Given information:
//! # Input Views
//!
//! The engine never copies input. Every matched region is a [`Span`]: the
//! caller's buffer plus absolute `start..end` offsets into it. Spans borrow
//! the buffer, so a receiver that wants to keep text past the call that
//! produced it must copy it out (`span.text().into_owned()`).
//!
//! Positions are byte offsets. Diagnostics report 1-based lines and columns,
//! computed through a [`LineIndex`] built once per parse.

use std::borrow::Cow;
use std::fmt;
use std::ops::Range;

/// A borrowed region of the input buffer.
#[derive(Clone, Copy, PartialEq, Eq, Hash)]
pub struct Span<'a> {
    source: &'a [u8],
    start: usize,
    end: usize,
}

impl<'a> Span<'a> {
    /// Create a span over `source[start..end]`.
    ///
    /// Offsets are clamped to the buffer so a span can never index out of
    /// bounds.
    pub fn new(source: &'a [u8], start: usize, end: usize) -> Self {
        debug_assert!(start <= end, "span start {start} is past its end {end}");
        let end = end.min(source.len());
        let start = start.min(end);
        Self { source, start, end }
    }

    /// A span covering the whole buffer.
    pub fn whole(source: &'a [u8]) -> Self {
        Self::new(source, 0, source.len())
    }

    pub fn start(&self) -> usize {
        self.start
    }

    pub fn end(&self) -> usize {
        self.end
    }

    pub fn range(&self) -> Range<usize> {
        self.start..self.end
    }

    pub fn len(&self) -> usize {
        self.end - self.start
    }

    pub fn is_empty(&self) -> bool {
        self.start == self.end
    }

    /// The buffer this span points into.
    pub fn source(&self) -> &'a [u8] {
        self.source
    }

    /// The matched bytes.
    pub fn as_bytes(&self) -> &'a [u8] {
        &self.source[self.start..self.end]
    }

    /// The matched bytes as text, replacing invalid UTF-8 sequences.
    pub fn text(&self) -> Cow<'a, str> {
        String::from_utf8_lossy(self.as_bytes())
    }

    /// A span over different offsets of the same buffer.
    pub fn with_range(&self, start: usize, end: usize) -> Span<'a> {
        Span::new(self.source, start, end)
    }

    /// Strip spaces and tabs from both ends.
    pub fn trim_blanks(&self) -> Span<'a> {
        let bytes = self.as_bytes();
        let is_blank = |b: &u8| *b == b' ' || *b == b'\t';
        let leading = bytes.iter().take_while(|b| is_blank(b)).count();
        let trailing = bytes[leading..].iter().rev().take_while(|b| is_blank(b)).count();
        Span::new(self.source, self.start + leading, self.end - trailing)
    }
}

impl fmt::Debug for Span<'_> {
    fn fmt(&self, f: &mut fmt::Formatter<'_>) -> fmt::Result {
        write!(f, "{:?}@{}..{}", self.text(), self.start, self.end)
    }
}

impl fmt::Display for Span<'_> {
    fn fmt(&self, f: &mut fmt::Formatter<'_>) -> fmt::Result {
        f.write_str(&self.text())
    }
}

/// A 1-based line and column.
#[derive(Debug, Clone, Copy, PartialEq, Eq, PartialOrd, Ord, Hash)]
pub struct Position {
    pub line: u32,
    pub column: u32,
}

impl fmt::Display for Position {
    fn fmt(&self, f: &mut fmt::Formatter<'_>) -> fmt::Result {
        write!(f, "{}:{}", self.line, self.column)
    }
}

/// Offsets of every line start in a buffer.
#[derive(Debug, Clone, Default)]
pub struct LineIndex {
    starts: Vec<usize>,
}

impl LineIndex {
    pub fn new(source: &[u8]) -> Self {
        let mut starts = vec![0];
        starts.extend(
            source
                .iter()
                .enumerate()
                .filter(|(_, b)| **b == b'\n')
                .map(|(i, _)| i + 1),
        );
        Self { starts }
    }

    /// Line and column of a byte offset.
    pub fn position(&self, offset: usize) -> Position {
        let line = self.starts.partition_point(|&start| start <= offset).max(1);
        let column = offset - self.starts[line - 1] + 1;
        Position {
            line: to_u32(line),
            column: to_u32(column),
        }
    }

    pub fn line(&self, offset: usize) -> u32 {
        self.position(offset).line
    }
}

fn to_u32(value: usize) -> u32 {
    u32::try_from(value).unwrap_or(u32::MAX)
}

#[cfg(test)]
mod tests {
    use super::*;
    use pretty_assertions::assert_eq;

    #[test]
    fn span_exposes_matched_bytes() {
        let source = b"key = value";
        let span = Span::new(source, 6, 11);
        assert_eq!(span.as_bytes(), b"value");
        assert_eq!(span.text(), "value");
        assert_eq!(span.len(), 5);
        assert_eq!(format!("{span:?}"), "\"value\"@6..11");
    }

    #[test]
    fn span_clamps_to_buffer() {
        let span = Span::new(b"abc", 1, 10);
        assert_eq!(span.range(), 1..3);
    }

    #[test]
    fn trim_blanks_strips_spaces_and_tabs() {
        let source = b"[ \tname \t]";
        let span = Span::new(source, 1, 9).trim_blanks();
        assert_eq!(span.text(), "name");
        assert_eq!(span.range(), 3..7);
    }

    #[test]
    fn trim_blanks_of_only_blanks_is_empty() {
        let span = Span::whole(b"  \t ").trim_blanks();
        assert!(span.is_empty());
    }

    #[test]
    fn line_index_positions() {
        let index = LineIndex::new(b"ab\ncd\n\nef");
        assert_eq!(index.position(0), Position { line: 1, column: 1 });
        assert_eq!(index.position(1), Position { line: 1, column: 2 });
        assert_eq!(index.position(3), Position { line: 2, column: 1 });
        assert_eq!(index.position(6), Position { line: 3, column: 1 });
        assert_eq!(index.position(8), Position { line: 4, column: 2 });
    }
}
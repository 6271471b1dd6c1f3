//! # sprig-syntax
//!
//! A backtracking rule engine for small hand-written grammars, with
//! diagnostics that survive backtracking.
//!
//! Grammars are built from combinators ([`Rule`]) and annotated two ways:
//! with **actions**, values of a grammar-specific type that are delivered to
//! a receiver once the whole parse has committed, and with **effects**, which
//! maintain a stack of tentative error messages and a stack of breadcrumbs
//! ("inside section X") while matching runs.
//!
//! ## Architecture Overview
//!
//! ```text
//! Driver::parse
//!   │  range checks, reentrancy guard
//!   ▼
//! Matcher ──run(rule)──▶ journal of Events ──▶ Journal ──▶ grammar replay ──▶ receiver
//!   │                     (truncated on failure)          (only after commit)
//!   ▼
//! Diagnostics ──▶ MessageSink
//!   diagnostic stack  (Push / Prepare / Cancel / Pop / PopAbandoned / SendNow)
//!   breadcrumb stack  (EnterScope / LeaveScope / ReplaceScope)
//!   error budget      (abort after max_errors)
//! ```
//!
//! ### Actions are journaled
//!
//! A rule inside a failed alternative may already have matched part of the
//! input. Calling a receiver from there would report content that is later
//! thrown away, so the [`Matcher`](parser::Matcher) records
//! [`Event`](parser::event::Event)s instead and truncates them on failure.
//! The driver hands the committed journal to the grammar's replay function.
//!
//! ### Diagnostics are transactional
//!
//! Effects run immediately. Entries pushed by a failed attempt move to an
//! abandoned list; a successful enclosing rule forgets them, a failed root
//! rule reports them. See [`diagnostics`].
//!
//! ## Module Structure
//!
//! ```text
//! sprig-syntax/
//! ├── lib.rs           # This file - public API
//! ├── input.rs         # Span, Position, LineIndex
//! ├── charset.rs       # 256-bit byte sets
//! ├── rule.rs          # Rule combinators
//! ├── diagnostics.rs   # Levels, messages, effects, sinks, the error budget
//! ├── breadcrumbs.rs   # Scope stack for message context
//! ├── delivery.rs      # Receiver calls that stop on refusal
//! ├── driver.rs        # Driver and ParseResult
//! └── parser/
//!     ├── mod.rs       # Matcher: backtracking evaluation
//!     ├── event.rs     # Journal events
//!     └── replay.rs    # Walking a committed journal
//! ```
//!
//! ## Quick Start
//!
//! ```
//! use sprig_syntax::{CharSet, Driver, Level, MessageSink, ParseResult, Rule};
//!
//! struct Print;
//! impl MessageSink for Print {
//!     fn give_message(&mut self, level: Level, text: &str) -> bool {
//!         println!("{level}: {text}");
//!         true
//!     }
//! }
//!
//! let number = Rule::set(CharSet::digit()).repeat1().action("number");
//! let list = number.clone().then(Rule::byte(b',').then(number).repeat());
//!
//! let driver = Driver::new();
//! let mut numbers = Vec::new();
//! let result = driver.parse(b"1,22,333", 0, 8, &list, &mut Print, |journal| {
//!     numbers.extend(journal.nodes().map(|n| n.span().to_string()));
//!     true
//! });
//!
//! assert_eq!(result, ParseResult::AllValid);
//! assert_eq!(numbers, ["1", "22", "333"]);
//! ```

pub mod breadcrumbs;
pub mod charset;
pub mod delivery;
pub mod diagnostics;
pub mod driver;
pub mod input;
pub mod parser;
pub mod rule;

pub use breadcrumbs::{Breadcrumb, BreadcrumbStack};
pub use charset::CharSet;
pub use delivery::Delivery;
pub use diagnostics::{Aborted, DiagnosticStack, Effect, Level, Message, MessageSink, Report};
pub use driver::{DEFAULT_MAX_ERRORS, Driver, MIN_MAX_ERRORS, ParseResult};
pub use input::{LineIndex, Position, Span};
pub use parser::replay::{EventNode, Journal, Nodes};
pub use rule::Rule;
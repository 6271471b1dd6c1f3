//! Recording receivers and sinks shared by the grammar tests.

use sprig_syntax::{Level, MessageSink, Span};

use crate::action::{AttType, DefaultDeclType, RefType};
use crate::receivers::*;

/// Receiver for every construct that logs each call as one line.
///
/// Factory methods of [`AttListDeclReceiver`] hand out the recorder itself,
/// so child calls land in the same log.
#[derive(Debug, Default)]
pub struct Recorder {
    pub calls: Vec<String>,
    /// Refuse the call with this index and every later one.
    pub refuse_from: Option<usize>,
}

impl Recorder {
    pub fn refusing_from(index: usize) -> Self {
        Self {
            calls: Vec::new(),
            refuse_from: Some(index),
        }
    }

    fn log(&mut self, call: String) -> bool {
        let keep = self.refuse_from.is_none_or(|limit| self.calls.len() < limit);
        self.calls.push(call);
        keep
    }

    pub fn log_text(&self) -> String {
        self.calls.join("\n")
    }
}

impl NameReceiver for Recorder {
    fn set_name(&mut self, name: Span<'_>) -> bool {
        self.log(format!("set_name({name})"))
    }
}

impl ReferenceReceiver for Recorder {
    fn set_reference(&mut self, ref_type: RefType, payload: Span<'_>) -> bool {
        self.log(format!("set_reference({ref_type}, {payload})"))
    }
}

impl CommentReceiver for Recorder {
    fn set_comment(&mut self, content: Span<'_>) -> bool {
        self.log(format!("set_comment({content})"))
    }
}

impl AttributeValueReceiver for Recorder {
    fn add_value(&mut self, value: Span<'_>) -> bool {
        self.log(format!("add_value({value})"))
    }

    fn done_attribute_value(&mut self, valid: bool, single_quoted: bool, span: Span<'_>) -> bool {
        self.log(format!("done_attribute_value({valid}, {single_quoted}, {span})"))
    }
}

impl AttributeReceiver for Recorder {
    fn done_attribute(&mut self, valid: bool, span: Span<'_>) -> bool {
        self.log(format!("done_attribute({valid}, {span})"))
    }
}

impl PeReferenceReceiver for Recorder {
    fn add_pe_reference(&mut self, name: Span<'_>) -> bool {
        self.log(format!("add_pe_reference({name})"))
    }
}

impl EntityValueReceiver for Recorder {
    fn add_value(&mut self, value: Span<'_>) -> bool {
        self.log(format!("add_value({value})"))
    }

    fn done_entity_value(&mut self, valid: bool, single_quoted: bool, span: Span<'_>) -> bool {
        self.log(format!("done_entity_value({valid}, {single_quoted}, {span})"))
    }
}

impl EnumeratedTypeReceiver for Recorder {
    fn add_notation(&mut self, name: Span<'_>) -> bool {
        self.log(format!("add_notation({name})"))
    }

    fn add_enumeration(&mut self, token: Span<'_>) -> bool {
        self.log(format!("add_enumeration({token})"))
    }

    fn done_enumerated_type(&mut self, valid: bool, span: Span<'_>) -> bool {
        self.log(format!("done_enumerated_type({valid}, {span})"))
    }
}

impl PublicIdReceiver for Recorder {
    fn set_public_id_literal(&mut self, literal: Span<'_>, single_quoted: bool) -> bool {
        self.log(format!("set_public_id_literal({literal}, {single_quoted})"))
    }
}

impl ExternalIdReceiver for Recorder {
    fn set_system_literal(&mut self, literal: Span<'_>, single_quoted: bool) -> bool {
        self.log(format!("set_system_literal({literal}, {single_quoted})"))
    }

    fn done_external_id(&mut self, valid: bool, span: Span<'_>) -> bool {
        self.log(format!("done_external_id({valid}, {span})"))
    }
}

impl EncodingDeclReceiver for Recorder {
    fn set_enc_name(&mut self, name: Span<'_>) -> bool {
        self.log(format!("set_enc_name({name})"))
    }

    fn done_encoding_decl(&mut self, valid: bool, single_quoted: bool, span: Span<'_>) -> bool {
        self.log(format!("done_encoding_decl({valid}, {single_quoted}, {span})"))
    }
}

impl XmlDeclarationReceiver for Recorder {
    fn set_version_number(&mut self, single_quoted: bool, version: Span<'_>) -> bool {
        self.log(format!("set_version_number({single_quoted}, {version})"))
    }

    fn set_is_standalone(&mut self, standalone: bool, single_quoted: bool) -> bool {
        self.log(format!("set_is_standalone({standalone}, {single_quoted})"))
    }

    fn done_xml_declaration(&mut self, valid: bool, span: Span<'_>) -> bool {
        self.log(format!("done_xml_declaration({valid}, {span})"))
    }
}

impl AttListDeclReceiver for Recorder {
    fn set_name(&mut self, name: Span<'_>) -> bool {
        self.log(format!("set_element_name({name})"))
    }

    fn set_att_name(&mut self, name: Span<'_>) -> bool {
        self.log(format!("set_att_name({name})"))
    }

    fn set_att_type(&mut self, att_type: AttType) -> bool {
        self.log(format!("set_att_type({})", att_type.name()))
    }

    fn add_enumerated_type(&mut self) -> &mut dyn EnumeratedTypeReceiver {
        self.calls.push("add_enumerated_type".to_owned());
        self
    }

    fn set_default_decl_type(&mut self, decl_type: DefaultDeclType) -> bool {
        self.log(format!("set_default_decl_type({})", decl_type.name()))
    }

    fn add_attribute_value(&mut self) -> &mut dyn AttributeValueReceiver {
        self.calls.push("add_attribute_value".to_owned());
        self
    }

    fn done_att_list_decl(&mut self, valid: bool, span: Span<'_>) -> bool {
        self.log(format!("done_att_list_decl({valid}, {span})"))
    }
}

/// Sink that keeps one line per message: `line| Level: text`, prefixed
/// with the origin tag when there is one.
#[derive(Debug, Default)]
pub struct Transcript {
    pub lines: Vec<String>,
}

impl Transcript {
    pub fn text(&self) -> String {
        self.lines.join("\n")
    }
}

impl MessageSink for Transcript {
    fn give_message(&mut self, level: Level, text: &str) -> bool {
        self.lines.push(format!("{level}: {text}"));
        true
    }

    fn give_message_at_line(&mut self, level: Level, text: &str, line: u32) -> bool {
        self.lines.push(format!("{line}| {level}: {text}"));
        true
    }

    fn give_message_in_file(&mut self, level: Level, text: &str, file: &str, line: u32) -> bool {
        self.lines.push(format!("{file}:{line}| {level}: {text}"));
        true
    }
}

Requirement:
Repeat each line of the data above, exactly as it appears, from the first through the line that contains "Positions are byte".

Result for this exercise:
//! # Input Views
//!
//! The engine never copies input. Every matched region is a [`Span`]: the
//! caller's buffer plus absolute `start..end` offsets into it. Spans borrow
//! the buffer, so a receiver that wants to keep text past the call that
//! produced it must copy it out (`span.text().into_owned()`).
//!
//! Positions are byte offsets. Diagnostics report 1-based lines and columns,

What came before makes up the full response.